Published: 23 November 2010

Abstract

Background

Pulmonary function testing is a key procedure in the work-up of patients who are suspected of having asthma and chronic obstructive lung disease (COPD). Therein, clinical visits and pulmonary function tests (PFTs) are the major contributors to the overall financial costs.
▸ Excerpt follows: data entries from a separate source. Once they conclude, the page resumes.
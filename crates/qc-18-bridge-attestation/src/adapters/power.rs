//! Fixed validator power table.

use crate::domain::{AttestationResult, ValidatorAddress, ValidatorPower};
use crate::ports::outbound::PowerSource;

/// `PowerSource` returning a configured table in insertion order.
#[derive(Debug, Clone, Default)]
pub struct StaticPowerSource {
    powers: Vec<ValidatorPower>,
}

impl StaticPowerSource {
    /// Source over a fixed table.
    pub fn new(powers: Vec<ValidatorPower>) -> Self {
        Self { powers }
    }

    /// Append a validator.
    pub fn with_validator(mut self, validator: ValidatorAddress, power: u64) -> Self {
        self.powers.push(ValidatorPower::new(validator, power));
        self
    }

    /// Replace the power of `validator`, appending it when absent.
    pub fn set_power(&mut self, validator: ValidatorAddress, power: u64) {
        match self.powers.iter_mut().find(|vp| vp.validator == validator) {
            Some(entry) => entry.power = power,
            None => self.powers.push(ValidatorPower::new(validator, power)),
        }
    }
}

impl PowerSource for StaticPowerSource {
    fn validator_powers(&self) -> AttestationResult<Vec<ValidatorPower>> {
        Ok(self.powers.clone())
    }
}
The aim of this study was to assess whether a specific diagnostic test protocol contributes to the optimization of the work-up of patients who are suspected of having asthma and COPD.

Methods

A prospective, single-blind, and randomized controlled study was performed. In the control group (CG), all of the PFTs that were ordered by the lung specialist were carried out. In the experimental group (EG), specific PFTs were selected according to our protocol. The primary end point was the total cost of achieving a final diagnosis.

Results

One hundred and seventy-nine patients were included into this study: 86 in the CG and 93 in the EG. The mean number of tests to diagnosis was 3.8 in the CG versus 2.9 in the EG (P < 0.001). The mean number of redundant PFTs before diagnosis was 1.2 in the CG versus 0.08 in the EG (P < 0.001). The number of patients who required an additional outpatient visit to complete diagnosis was higher in the CG in comparison to the EG (P = 0.02). The mean cost of work-up per diagnosis was €227 in the CG versus €181 in the EG (P < 0.001).

Conclusions

In this group of patients with suspected obstructive lung disease, protocol-driven, PFT-based selection is more cost-effective than test selection at the discretion of lung physicians.